About this task » Look for the word "into" in the entries and copy each line where it appears.
_ _ _ _ _
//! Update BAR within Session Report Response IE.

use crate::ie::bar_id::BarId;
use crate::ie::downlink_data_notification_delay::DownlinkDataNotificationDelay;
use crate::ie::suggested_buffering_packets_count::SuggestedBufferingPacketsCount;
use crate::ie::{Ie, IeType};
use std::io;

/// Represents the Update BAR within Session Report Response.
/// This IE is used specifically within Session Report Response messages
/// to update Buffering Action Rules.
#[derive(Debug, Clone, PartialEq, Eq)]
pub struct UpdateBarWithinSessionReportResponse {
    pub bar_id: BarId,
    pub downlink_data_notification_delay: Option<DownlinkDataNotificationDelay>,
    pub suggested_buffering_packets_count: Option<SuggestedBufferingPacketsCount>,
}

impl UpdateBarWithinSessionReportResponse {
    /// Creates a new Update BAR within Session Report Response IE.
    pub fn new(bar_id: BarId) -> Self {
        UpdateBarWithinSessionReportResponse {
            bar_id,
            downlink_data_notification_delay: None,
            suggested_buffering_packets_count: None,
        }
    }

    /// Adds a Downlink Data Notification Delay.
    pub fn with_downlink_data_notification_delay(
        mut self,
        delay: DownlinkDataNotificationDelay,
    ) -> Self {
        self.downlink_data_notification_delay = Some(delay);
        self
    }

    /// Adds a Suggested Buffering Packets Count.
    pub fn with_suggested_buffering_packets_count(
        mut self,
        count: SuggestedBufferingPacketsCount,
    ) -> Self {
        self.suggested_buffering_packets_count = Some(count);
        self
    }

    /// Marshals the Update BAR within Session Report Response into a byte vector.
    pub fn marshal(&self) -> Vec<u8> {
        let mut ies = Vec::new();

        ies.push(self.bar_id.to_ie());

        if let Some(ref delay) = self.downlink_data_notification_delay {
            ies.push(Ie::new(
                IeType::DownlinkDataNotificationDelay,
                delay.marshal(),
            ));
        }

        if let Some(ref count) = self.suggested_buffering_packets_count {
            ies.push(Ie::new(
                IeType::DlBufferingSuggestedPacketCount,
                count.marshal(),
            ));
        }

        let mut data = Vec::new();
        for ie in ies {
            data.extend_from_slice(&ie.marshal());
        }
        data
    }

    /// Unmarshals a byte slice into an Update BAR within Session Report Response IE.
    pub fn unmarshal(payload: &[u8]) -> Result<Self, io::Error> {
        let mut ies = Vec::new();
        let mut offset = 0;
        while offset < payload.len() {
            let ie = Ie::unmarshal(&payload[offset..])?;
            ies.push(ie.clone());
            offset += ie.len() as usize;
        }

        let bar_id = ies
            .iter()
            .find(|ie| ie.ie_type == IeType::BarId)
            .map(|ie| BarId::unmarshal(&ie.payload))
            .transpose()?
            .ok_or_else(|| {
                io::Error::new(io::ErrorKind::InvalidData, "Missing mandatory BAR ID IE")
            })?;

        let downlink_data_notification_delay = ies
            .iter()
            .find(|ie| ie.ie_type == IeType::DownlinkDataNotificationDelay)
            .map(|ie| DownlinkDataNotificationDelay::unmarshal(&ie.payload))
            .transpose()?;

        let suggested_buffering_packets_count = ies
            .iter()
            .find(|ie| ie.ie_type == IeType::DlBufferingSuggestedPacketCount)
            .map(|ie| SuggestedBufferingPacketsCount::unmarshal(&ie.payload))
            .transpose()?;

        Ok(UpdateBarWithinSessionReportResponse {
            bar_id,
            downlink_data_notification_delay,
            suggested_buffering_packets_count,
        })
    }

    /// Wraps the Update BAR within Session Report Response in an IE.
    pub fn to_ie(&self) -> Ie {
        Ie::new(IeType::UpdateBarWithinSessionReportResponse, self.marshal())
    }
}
_ _ _ _ _
Answer to this exercise »
    /// Marshals the Update BAR within Session Report Response into a byte vector.
    /// Unmarshals a byte slice into an Update BAR within Session Report Response IE.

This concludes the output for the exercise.